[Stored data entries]

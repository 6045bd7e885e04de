//! Seasonal ARIMA estimation by conditional sum of squares
//!
//! The differenced series `w = (1-B)^d (1-B^s)^D y` is modelled as
//! `phi(B) Phi(B^s) (w - mu) = theta(B) Theta(B^s) e`, with `mu` the sample
//! mean of `w` for undifferenced models and zero otherwise. Residuals are
//! computed recursively from `p + s*P` onwards with pre-sample errors at zero.

use super::optimizer::NelderMead;
use super::polynomial::{
    apply, ar_factor, differencing, is_invertible, is_stationary, ma_factor, multiply,
};
use crate::models::{format_timestamp, ModelState, SarimaOrder, SarimaParams, TrainedModel};
use std::f64::consts::PI;
use std::fmt;
use std::sync::atomic::AtomicBool;
use std::sync::Arc;
use thiserror::Error;

#[derive(Debug, Clone, Default)]
pub struct FitOptions {
    pub max_iterations: usize,
    pub tolerance: f64,
    pub cancel: Option<Arc<AtomicBool>>,
}

#[derive(Debug, Error, PartialEq)]
pub enum FitError {
    #[error("series too short: {available} usable observations for {required} parameters")]
    TooShort { available: usize, required: usize },
    #[error("optimizer did not converge after {iterations} iterations")]
    NonConvergent { iterations: usize },
    #[error("fit cancelled")]
    Cancelled,
    #[error("degenerate fit: {0}")]
    Degenerate(String),
}

/// A converged candidate fit
#[derive(Debug, Clone, PartialEq)]
pub struct SarimaFit {
    pub order: SarimaOrder,
    pub params: SarimaParams,
    pub state: ModelState,
    pub log_likelihood: f64,
    pub aic: f64,
    pub bic: f64,
    pub iterations: usize,
    /// Residuals entering the likelihood
    pub observations: usize,
}

/// Point forecasts and forecast-error variances, one per step ahead
#[derive(Debug, Clone, PartialEq)]
pub struct Projection {
    pub mean: Vec<f64>,
    pub variance: Vec<f64>,
}

/// Coefficients in optimiser order: ar, seasonal ar, ma, seasonal ma
struct Coefficients<'a> {
    ar: &'a [f64],
    seasonal_ar: &'a [f64],
    ma: &'a [f64],
    seasonal_ma: &'a [f64],
}

impl<'a> Coefficients<'a> {
    fn split(order: &SarimaOrder, x: &'a [f64]) -> Self {
        let (ar, rest) = x.split_at(order.p);
        let (seasonal_ar, rest) = rest.split_at(order.seasonal_p);
        let (ma, seasonal_ma) = rest.split_at(order.q);
        Self {
            ar,
            seasonal_ar,
            ma,
            seasonal_ma,
        }
    }

    fn admissible(&self) -> bool {
        is_stationary(self.ar)
            && is_stationary(self.seasonal_ar)
            && is_invertible(self.ma)
            && is_invertible(self.seasonal_ma)
    }

    fn ar_polynomial(&self, period: usize) -> Vec<f64> {
        multiply(&ar_factor(self.ar, 1), &ar_factor(self.seasonal_ar, period))
    }

    fn ma_polynomial(&self, period: usize) -> Vec<f64> {
        multiply(&ma_factor(self.ma, 1), &ma_factor(self.seasonal_ma, period))
    }
}

/// Recursive CSS residuals of `x` (already demeaned), zero before `start`
fn residuals(ar: &[f64], ma: &[f64], x: &[f64], start: usize) -> (Vec<f64>, f64) {
    let mut e = vec![0.0; x.len()];
    let mut ssr = 0.0;
    for t in start..x.len() {
        let mut value: f64 = ar
            .iter()
            .enumerate()
            .take(t + 1)
            .map(|(i, a)| a * x[t - i])
            .sum();
        for (j, m) in ma.iter().enumerate().skip(1).take(t) {
            value -= m * e[t - j];
        }
        e[t] = value;
        ssr += value * value;
    }
    (e, ssr)
}

/// Last `len` values of `values`, left-padded with zeros when shorter
fn tail(values: &[f64], len: usize) -> Vec<f64> {
    if values.len() >= len {
        values[values.len() - len..].to_vec()
    } else {
        let mut out = vec![0.0; len - values.len()];
        out.extend_from_slice(values);
        out
    }
}

/// Fit one candidate order to the raw (undifferenced) series `y`
pub fn fit(order: &SarimaOrder, y: &[f64], options: &FitOptions) -> Result<SarimaFit, FitError> {
    let period = order.period;
    let diff = differencing(order.d, order.seasonal_d, period);
    let w = apply(&diff, y);
    let mu = if order.has_intercept() && !w.is_empty() {
        w.iter().sum::<f64>() / w.len() as f64
    } else {
        0.0
    };
    let x: Vec<f64> = w.iter().map(|v| v - mu).collect();

    let start = order.p + period * order.seasonal_p;
    let required = order.parameter_count();
    let available = x.len().saturating_sub(start);
    if available <= required + 1 {
        return Err(FitError::TooShort {
            available,
            required,
        });
    }

    let objective = |params: &[f64]| -> f64 {
        let coefficients = Coefficients::split(order, params);
        if !coefficients.admissible() {
            return f64::INFINITY;
        }
        let ar = coefficients.ar_polynomial(period);
        let ma = coefficients.ma_polynomial(period);
        let (_, ssr) = residuals(&ar, &ma, &x, start);
        if ssr.is_finite() {
            ssr / available as f64
        } else {
            f64::INFINITY
        }
    };

    let optimizer = NelderMead::new(options.max_iterations, options.tolerance);
    let minimum = optimizer.minimize(
        objective,
        &vec![0.0; order.coefficient_count()],
        options.cancel.as_deref(),
    );
    if minimum.cancelled {
        return Err(FitError::Cancelled);
    }
    if !minimum.converged {
        return Err(FitError::NonConvergent {
            iterations: minimum.iterations,
        });
    }

    let coefficients = Coefficients::split(order, &minimum.point);
    if !coefficients.admissible() {
        return Err(FitError::Degenerate(
            "coefficients outside the stationary/invertible region".to_string(),
        ));
    }
    let ar = coefficients.ar_polynomial(period);
    let ma = coefficients.ma_polynomial(period);
    let (e, ssr) = residuals(&ar, &ma, &x, start);

    let n = available as f64;
    let sigma2 = ssr / n;
    if !(sigma2.is_finite() && sigma2 > 0.0) {
        return Err(FitError::Degenerate(format!(
            "innovation variance {} is not positive",
            sigma2
        )));
    }
    let log_likelihood = -n / 2.0 * ((2.0 * PI * sigma2).ln() + 1.0);
    let k = required as f64;

    let integrated = multiply(&ar, &diff);
    let state = ModelState {
        y_tail: tail(y, integrated.len() - 1),
        residual_tail: tail(&e, ma.len() - 1),
    };
    let params = SarimaParams {
        ar: coefficients.ar.to_vec(),
        seasonal_ar: coefficients.seasonal_ar.to_vec(),
        ma: coefficients.ma.to_vec(),
        seasonal_ma: coefficients.seasonal_ma.to_vec(),
        intercept: mu,
        sigma2,
    };

    Ok(SarimaFit {
        order: *order,
        params,
        state,
        log_likelihood,
        aic: -2.0 * log_likelihood + 2.0 * k,
        bic: -2.0 * log_likelihood + k * n.ln(),
        iterations: minimum.iterations,
        observations: available,
    })
}

/// Recursive multi-step forecast from the stored state.
///
/// Future innovations are set to zero for the mean; the variance at step
/// `h` is `sigma2 * sum(psi_j^2, j < h)` from the psi-weights of the
/// integrated model.
pub fn project(
    order: &SarimaOrder,
    params: &SarimaParams,
    state: &ModelState,
    horizon: usize,
) -> Result<Projection, String> {
    if params.ar.len() != order.p
        || params.seasonal_ar.len() != order.seasonal_p
        || params.ma.len() != order.q
        || params.seasonal_ma.len() != order.seasonal_q
    {
        return Err(format!("coefficient counts do not match {}", order));
    }

    let period = order.period;
    let ar = multiply(
        &ar_factor(&params.ar, 1),
        &ar_factor(&params.seasonal_ar, period),
    );
    let ma = multiply(
        &ma_factor(&params.ma, 1),
        &ma_factor(&params.seasonal_ma, period),
    );
    let integrated = multiply(&ar, &differencing(order.d, order.seasonal_d, period));

    if state.y_tail.len() != integrated.len() - 1 || state.residual_tail.len() != ma.len() - 1 {
        return Err(format!(
            "state holds {} observations and {} residuals, model needs {} and {}",
            state.y_tail.len(),
            state.residual_tail.len(),
            integrated.len() - 1,
            ma.len() - 1
        ));
    }

    let constant = params.intercept * ar.iter().sum::<f64>();
    let mut y = state.y_tail.clone();
    let mut e = state.residual_tail.clone();
    let mut mean = Vec::with_capacity(horizon);
    for _ in 0..horizon {
        let mut value = constant;
        for (i, a) in integrated.iter().enumerate().skip(1) {
            value -= a * y[y.len() - i];
        }
        for (j, m) in ma.iter().enumerate().skip(1) {
            value += m * e[e.len() - j];
        }
        mean.push(value);
        y.push(value);
        e.push(0.0);
    }

    let mut psi = Vec::with_capacity(horizon);
    for j in 0..horizon {
        if j == 0 {
            psi.push(1.0);
            continue;
        }
        let mut value = ma.get(j).copied().unwrap_or(0.0);
        for (i, a) in integrated.iter().enumerate().skip(1).take(j) {
            value -= a * psi[j - i];
        }
        psi.push(value);
    }
    let mut cumulative = 0.0;
    let variance: Vec<f64> = psi
        .iter()
        .map(|p| {
            cumulative += p * p;
            params.sigma2 * cumulative
        })
        .collect();

    if mean.iter().chain(&variance).any(|v| !v.is_finite()) {
        return Err("projection produced non-finite values".to_string());
    }
    Ok(Projection { mean, variance })
}

/// Human-readable description of a trained model
pub struct ModelSummary<'a>(pub &'a TrainedModel);

impl fmt::Display for ModelSummary<'_> {
    fn fmt(&self, f: &mut fmt::Formatter<'_>) -> fmt::Result {
        let model = self.0;
        let period = model.order.period;
        writeln!(f, "SARIMA model summary")?;
        writeln!(f, "====================")?;
        writeln!(f, "metric:            {}", model.metric)?;
        writeln!(f, "version:           {}", model.version)?;
        writeln!(f, "run id:            {}", model.run_id)?;
        writeln!(f, "order:             {}", model.order)?;
        writeln!(
            f,
            "training window:   {} .. {} ({} observations, {}s interval)",
            format_timestamp(model.window.start),
            format_timestamp(model.window.end),
            model.window.observations,
            model.interval_secs
        )?;
        writeln!(f, "log likelihood:    {:.4}", model.log_likelihood)?;
        writeln!(f, "AIC:               {:.4}", model.aic)?;
        writeln!(f, "BIC:               {:.4}", model.bic)?;
        writeln!(f, "sigma2:            {:.6}", model.params.sigma2)?;
        if model.order.has_intercept() {
            writeln!(f, "intercept:         {:.6}", model.params.intercept)?;
        }
        writeln!(f, "coefficients:")?;
        let groups = [
            ("ar.L", &model.params.ar, 1),
            ("ar.S.L", &model.params.seasonal_ar, period),
            ("ma.L", &model.params.ma, 1),
            ("ma.S.L", &model.params.seasonal_ma, period),
        ];
        for (prefix, values, step) in groups {
            for (i, value) in values.iter().enumerate() {
                let name = format!("{}{}", prefix, (i + 1) * step);
                writeln!(f, "  {:<16} {:>12.6}", name, value)?;
            }
        }
        writeln!(
            f,
            "candidates:        {} evaluated, {} converged",
            model.candidates_evaluated, model.candidates_converged
        )
    }
}

pub fn summary(model: &TrainedModel) -> String {
    ModelSummary(model).to_string()
}
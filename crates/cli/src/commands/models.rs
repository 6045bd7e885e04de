//! Model version listing

use anyhow::Result;
use forecast_lib::artifacts::{ArtifactStore, ModelListing};
use tabled::Tabled;

use crate::output::{format_time, format_value, print_info, print_rows, print_warning, OutputFormat};

#[derive(Tabled)]
struct ModelRow {
    #[tabled(rename = "Metric")]
    metric: String,
    #[tabled(rename = "Version")]
    version: String,
    #[tabled(rename = "Order")]
    order: String,
    #[tabled(rename = "AIC")]
    aic: String,
    #[tabled(rename = "BIC")]
    bic: String,
    #[tabled(rename = "Obs")]
    observations: usize,
    #[tabled(rename = "Trained")]
    trained: String,
    #[tabled(rename = "Latest")]
    latest: String,
}

impl From<&ModelListing> for ModelRow {
    fn from(m: &ModelListing) -> Self {
        Self {
            metric: m.metric.clone(),
            version: m.version.clone(),
            order: m.order.to_string(),
            aic: format_value(m.aic),
            bic: format_value(m.bic),
            observations: m.observations,
            trained: format_time(m.trained_at),
            latest: if m.latest { "*".to_string() } else { String::new() },
        }
    }
}

/// List persisted model versions
pub async fn list_models(
    store: &ArtifactStore,
    metric: Option<String>,
    latest_only: bool,
    format: OutputFormat,
) -> Result<()> {
    let models: Vec<ModelListing> = store
        .list_models()
        .await?
        .into_iter()
        .filter(|m| metric.as_ref().map_or(true, |want| &m.metric == want))
        .filter(|m| !latest_only || m.latest)
        .collect();

    if models.is_empty() && matches!(format, OutputFormat::Table) {
        print_warning("No trained models found.");
        print_info("Run `forecast-pipeline train` after ingesting, or `forecast-pipeline run`.");
        return Ok(());
    }

    let rows: Vec<ModelRow> = models.iter().map(ModelRow::from).collect();
    print_rows(&rows, &models, format);
    Ok(())
}
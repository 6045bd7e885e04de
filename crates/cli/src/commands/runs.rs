//! Pipeline run history

use anyhow::{bail, Result};
use colored::Colorize;
use forecast_lib::artifacts::ArtifactStore;
use forecast_lib::orchestrator::MetricOutcome;
use forecast_lib::RunRecord;
use tabled::Tabled;

use crate::output::{
    color_status, format_duration, format_time, print_info, print_rows, print_warning,
    OutputFormat,
};

#[derive(Tabled)]
struct RunRow {
    #[tabled(rename = "Run ID")]
    run_id: String,
    #[tabled(rename = "Command")]
    command: String,
    #[tabled(rename = "Started")]
    started: String,
    #[tabled(rename = "Duration")]
    duration: String,
    #[tabled(rename = "Status")]
    status: String,
    #[tabled(rename = "Metrics")]
    metrics: String,
    #[tabled(rename = "Exit")]
    exit_code: i32,
}

impl From<&RunRecord> for RunRow {
    fn from(r: &RunRecord) -> Self {
        Self {
            run_id: r.run_id.clone(),
            command: r.command.as_str().to_string(),
            started: format_time(r.started_at),
            duration: format_duration(r.finished_at - r.started_at),
            status: color_status(r.status.as_str()),
            metrics: format!("{}/{}", r.succeeded(), r.metrics.len()),
            exit_code: r.exit_code(),
        }
    }
}

#[derive(Tabled)]
struct OutcomeRow {
    #[tabled(rename = "Metric")]
    metric: String,
    #[tabled(rename = "State")]
    state: String,
    #[tabled(rename = "Failed At")]
    failed_stage: String,
    #[tabled(rename = "Error")]
    error_kind: String,
    #[tabled(rename = "Model")]
    model_version: String,
    #[tabled(rename = "Reason")]
    reason: String,
}

impl From<&MetricOutcome> for OutcomeRow {
    fn from(o: &MetricOutcome) -> Self {
        Self {
            metric: o.metric.clone(),
            state: color_status(o.state.as_str()),
            failed_stage: o.failed_stage.map(|s| s.as_str().to_string()).unwrap_or_default(),
            error_kind: o.error_kind.map(|k| k.as_str().to_string()).unwrap_or_default(),
            model_version: o.model_version.clone().unwrap_or_default(),
            reason: o.reason.clone().unwrap_or_default(),
        }
    }
}

/// List recent runs, or the per-metric outcomes of one run
pub async fn list_runs(
    store: &ArtifactStore,
    limit: usize,
    run_id: Option<String>,
    format: OutputFormat,
) -> Result<()> {
    let records = store.list_run_records().await?;

    if let Some(run_id) = run_id {
        let selected: Vec<&RunRecord> = records.iter().filter(|r| r.run_id == run_id).collect();
        if selected.is_empty() {
            bail!("no run record for run id {}", run_id);
        }
        match format {
            OutputFormat::Json => {
                let json = serde_json::to_string_pretty(&selected)?;
                println!("{}", json);
            }
            OutputFormat::Table => {
                for record in selected {
                    println!(
                        "{} {} ({})",
                        "Run".bold(),
                        record.run_id.cyan(),
                        record.command.as_str()
                    );
                    let rows: Vec<OutcomeRow> =
                        record.metrics.iter().map(OutcomeRow::from).collect();
                    print_rows(&rows, &record.metrics, format);
                }
            }
        }
        return Ok(());
    }

    let records: Vec<RunRecord> = records.into_iter().take(limit).collect();
    if records.is_empty() && matches!(format, OutputFormat::Table) {
        print_warning("No pipeline runs recorded yet.");
        print_info("Run `forecast-pipeline run` to start one.");
        return Ok(());
    }

    let rows: Vec<RunRow> = records.iter().map(RunRow::from).collect();
    print_rows(&rows, &records, format);
    Ok(())
}
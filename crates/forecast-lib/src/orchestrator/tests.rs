//! Orchestration against an in-memory store and a temporary artifact root

use super::*;
use crate::config::{CandidateRanges, OrderRange, RetryPolicy, SearchConfig};
use crate::ingest::InMemoryStore;
use crate::models::{MetricPoint, SAMPLE_INTERVAL_SECS};
use crate::recorder::NoopRecorder;
use crate::ErrorKind;
use tempfile::TempDir;

const DAY: i64 = 24 * 60 * 60;
const END: i64 = 1_704_067_200 + 2 * DAY;

fn config(dir: &TempDir) -> PipelineConfig {
    PipelineConfig {
        metrics: vec!["cpu".to_string(), "memory".to_string()],
        candidate_ranges: CandidateRanges {
            p: OrderRange::new(0, 1),
            d: OrderRange::new(0, 0),
            q: OrderRange::new(0, 1),
            seasonal_p: OrderRange::new(0, 0),
            seasonal_d: OrderRange::new(0, 1),
            seasonal_q: OrderRange::new(0, 0),
            max_total_differencing: 1,
        },
        min_history_cycles: 10,
        search: SearchConfig {
            workers: 2,
            timeout_secs: 120,
            max_iterations: 400,
            tolerance: 1e-8,
            plausibility_screen: true,
        },
        retry_policy: RetryPolicy {
            max_attempts: 2,
            initial_backoff_ms: 1,
            max_backoff_ms: 1,
            attempt_timeout_secs: 5,
        },
        artifact_dir: dir.path().to_path_buf(),
        ..PipelineConfig::default()
    }
}

fn history(end: i64, count: i64) -> Vec<MetricPoint> {
    (1..=count)
        .map(|i| {
            let ts = end - i * SAMPLE_INTERVAL_SECS;
            let phase = ((ts / SAMPLE_INTERVAL_SECS) % 12) as f64 / 12.0 * std::f64::consts::TAU;
            let wobble = ((ts / SAMPLE_INTERVAL_SECS) % 7) as f64 * 0.3;
            MetricPoint::new(ts, 50.0 + 8.0 * phase.sin() + wobble)
        })
        .collect()
}

async fn orchestrator(dir: &TempDir, store: Arc<InMemoryStore>) -> PipelineOrchestrator {
    PipelineOrchestrator::new(
        config(dir),
        store,
        Arc::new(NoopRecorder),
        PipelineMetrics::new().unwrap(),
    )
}

fn request(command: PipelineCommand, metrics: &[&str]) -> RunRequest {
    RunRequest {
        command,
        run_id: "20240103T000000Z".to_string(),
        metrics: metrics.iter().map(|m| m.to_string()).collect(),
        window: TimeWindow::new(END - DAY, END),
        force: false,
    }
}

#[tokio::test]
async fn test_partial_success_keeps_metrics_independent() {
    let dir = TempDir::new().unwrap();
    let store = Arc::new(InMemoryStore::new());
    store.insert("cpu", history(END, 288)).await;
    store.insert("memory", history(END, 288)).await;
    store.set_unreachable("memory").await;

    let orchestrator = orchestrator(&dir, store).await;
    let record = orchestrator
        .run(request(PipelineCommand::Full, &["cpu", "memory"]))
        .await
        .unwrap();

    assert_eq!(record.status, RunStatus::Partial);
    assert_eq!(record.exit_code(), EXIT_PARTIAL);

    let cpu = &record.metrics[0];
    assert_eq!(cpu.state, Stage::Done);
    assert_eq!(cpu.model_version.as_deref(), Some("v20240103T000000Z"));
    assert!(cpu.artifacts.contains(&"forecasts/cpu.csv".to_string()));

    let memory = &record.metrics[1];
    assert_eq!(memory.state, Stage::Failed);
    assert_eq!(memory.failed_stage, Some(Stage::Ingesting));
    assert_eq!(memory.error_kind, Some(ErrorKind::DataUnavailable));

    let artifacts = orchestrator.artifacts();
    assert!(artifacts.exists("runs/20240103T000000Z/run.json").await);
    assert!(artifacts.exists(layout::METRICS_TEXTFILE).await);
    assert!(artifacts.load_forecast("memory").await.unwrap().is_none());
    let prom = std::fs::read_to_string(dir.path().join("metrics.prom")).unwrap();
    assert!(prom.contains("forecast_run_status"));
}

#[tokio::test]
async fn test_stage_commands_chain_through_snapshots() {
    let dir = TempDir::new().unwrap();
    let store = Arc::new(InMemoryStore::new());
    store.insert("cpu", history(END, 288)).await;
    let orchestrator = orchestrator(&dir, store).await;

    for command in [
        PipelineCommand::Ingest,
        PipelineCommand::Preprocess,
        PipelineCommand::Train,
        PipelineCommand::Infer,
    ] {
        let record = orchestrator.run(request(command, &["cpu"])).await.unwrap();
        assert_eq!(record.status, RunStatus::Succeeded, "{}", command.as_str());
        assert!(orchestrator
            .artifacts()
            .exists(&layout::run_record("20240103T000000Z", command.as_str()))
            .await);
    }

    let forecast = orchestrator.artifacts().load_forecast("cpu").await.unwrap().unwrap();
    assert_eq!(forecast.points.len(), 48);
    assert_eq!(forecast.points[0].timestamp, END);
}

#[tokio::test]
async fn test_stage_without_input_snapshot_fails() {
    let dir = TempDir::new().unwrap();
    let orchestrator = orchestrator(&dir, Arc::new(InMemoryStore::new())).await;

    let record = orchestrator
        .run(request(PipelineCommand::Preprocess, &["cpu"]))
        .await
        .unwrap();
    assert_eq!(record.status, RunStatus::Failed);
    assert_eq!(record.metrics[0].error_kind, Some(ErrorKind::DataUnavailable));
    assert_eq!(record.exit_code(), ErrorKind::DataUnavailable.exit_code());

    let infer = orchestrator
        .run(request(PipelineCommand::Infer, &["cpu"]))
        .await
        .unwrap();
    assert_eq!(
        infer.metrics[0].error_kind,
        Some(ErrorKind::ForecastGenerationError)
    );
}

#[tokio::test]
async fn test_rerun_reuses_existing_outputs() {
    let dir = TempDir::new().unwrap();
    let store = Arc::new(InMemoryStore::new());
    store.insert("cpu", history(END, 288)).await;
    let orchestrator = orchestrator(&dir, store.clone()).await;

    let first = orchestrator
        .run(request(PipelineCommand::Full, &["cpu"]))
        .await
        .unwrap();
    assert!(first.metrics[0].reused.is_empty());
    let forecast = orchestrator.artifacts().load_forecast("cpu").await.unwrap();

    let second = orchestrator
        .run(request(PipelineCommand::Full, &["cpu"]))
        .await
        .unwrap();
    assert_eq!(
        second.metrics[0].reused,
        vec![
            Stage::Ingesting,
            Stage::Preprocessing,
            Stage::Training,
            Stage::Forecasting
        ]
    );
    assert_eq!(store.query_count(), 1);
    assert_eq!(orchestrator.artifacts().load_forecast("cpu").await.unwrap(), forecast);

    let forced = orchestrator
        .run(RunRequest {
            force: true,
            ..request(PipelineCommand::Ingest, &["cpu"])
        })
        .await
        .unwrap();
    assert!(forced.metrics[0].reused.is_empty());
    assert_eq!(store.query_count(), 2);
}

#[tokio::test]
async fn test_rerun_of_older_run_forecasts_with_its_own_model() {
    let dir = TempDir::new().unwrap();
    let store = Arc::new(InMemoryStore::new());
    store.insert("cpu", history(END, 288)).await;
    let orchestrator = orchestrator(&dir, store).await;

    orchestrator
        .run(request(PipelineCommand::Full, &["cpu"]))
        .await
        .unwrap();
    orchestrator
        .run(RunRequest {
            run_id: "20240103T010000Z".to_string(),
            ..request(PipelineCommand::Full, &["cpu"])
        })
        .await
        .unwrap();
    let latest = orchestrator.artifacts().latest_pointer("cpu").await.unwrap().unwrap();
    assert_eq!(latest.version, "v20240103T010000Z");

    let rerun = orchestrator
        .run(request(PipelineCommand::Full, &["cpu"]))
        .await
        .unwrap();
    let cpu = &rerun.metrics[0];
    assert!(cpu.reused.contains(&Stage::Training));
    assert!(!cpu.reused.contains(&Stage::Forecasting));
    assert_eq!(cpu.model_version.as_deref(), Some("v20240103T000000Z"));

    let forecast = orchestrator.artifacts().load_forecast("cpu").await.unwrap().unwrap();
    assert_eq!(forecast.model_version, "v20240103T000000Z");
}

#[tokio::test]
async fn test_short_window_fails_before_training() {
    let dir = TempDir::new().unwrap();
    let store = Arc::new(InMemoryStore::new());
    store.insert("cpu", history(END, 288)).await;
    let orchestrator = orchestrator(&dir, store).await;

    let record = orchestrator
        .run(RunRequest {
            window: TimeWindow::new(END - 3600, END),
            ..request(PipelineCommand::Full, &["cpu"])
        })
        .await
        .unwrap();

    let cpu = &record.metrics[0];
    assert_eq!(cpu.error_kind, Some(ErrorKind::InsufficientHistory));
    assert_eq!(cpu.failed_stage, Some(Stage::Ingesting));
    assert!(!orchestrator.artifacts().exists(&layout::models_dir("cpu")).await);
}

#[tokio::test]
async fn test_history_ending_before_window_end_fails_preprocessing() {
    let dir = TempDir::new().unwrap();
    let store = Arc::new(InMemoryStore::new());
    // last six hours (72 samples) of the one-day window are absent
    store.insert("cpu", history(END - 6 * 3600, 216)).await;
    let orchestrator = orchestrator(&dir, store).await;

    let record = orchestrator
        .run(request(PipelineCommand::Full, &["cpu"]))
        .await
        .unwrap();

    let cpu = &record.metrics[0];
    assert_eq!(cpu.state, Stage::Failed);
    assert_eq!(cpu.failed_stage, Some(Stage::Preprocessing));
    assert_eq!(cpu.error_kind, Some(ErrorKind::InsufficientHistory));
    assert!(orchestrator.artifacts().load_forecast("cpu").await.unwrap().is_none());
    assert!(!orchestrator.artifacts().exists(&layout::models_dir("cpu")).await);
}

#[tokio::test]
async fn test_invalid_metric_name_is_rejected() {
    let dir = TempDir::new().unwrap();
    let orchestrator = orchestrator(&dir, Arc::new(InMemoryStore::new())).await;
    let err = orchestrator
        .run(request(PipelineCommand::Full, &["../etc"]))
        .await
        .unwrap_err();
    assert_eq!(err.kind(), ErrorKind::Configuration);
}

#[test]
fn test_command_stages() {
    assert_eq!(PipelineCommand::Full.stages().len(), 4);
    assert_eq!(PipelineCommand::Infer.stages(), &[Stage::Forecasting]);
    assert_eq!(PipelineCommand::Full.as_str(), "run");
}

TO DO — For every line above that includes the string "RetryPolicy", copy the line.

SOLUTION TO THE EXERCISE —
use crate::config::{CandidateRanges, OrderRange, RetryPolicy, SearchConfig};
        retry_policy: RetryPolicy {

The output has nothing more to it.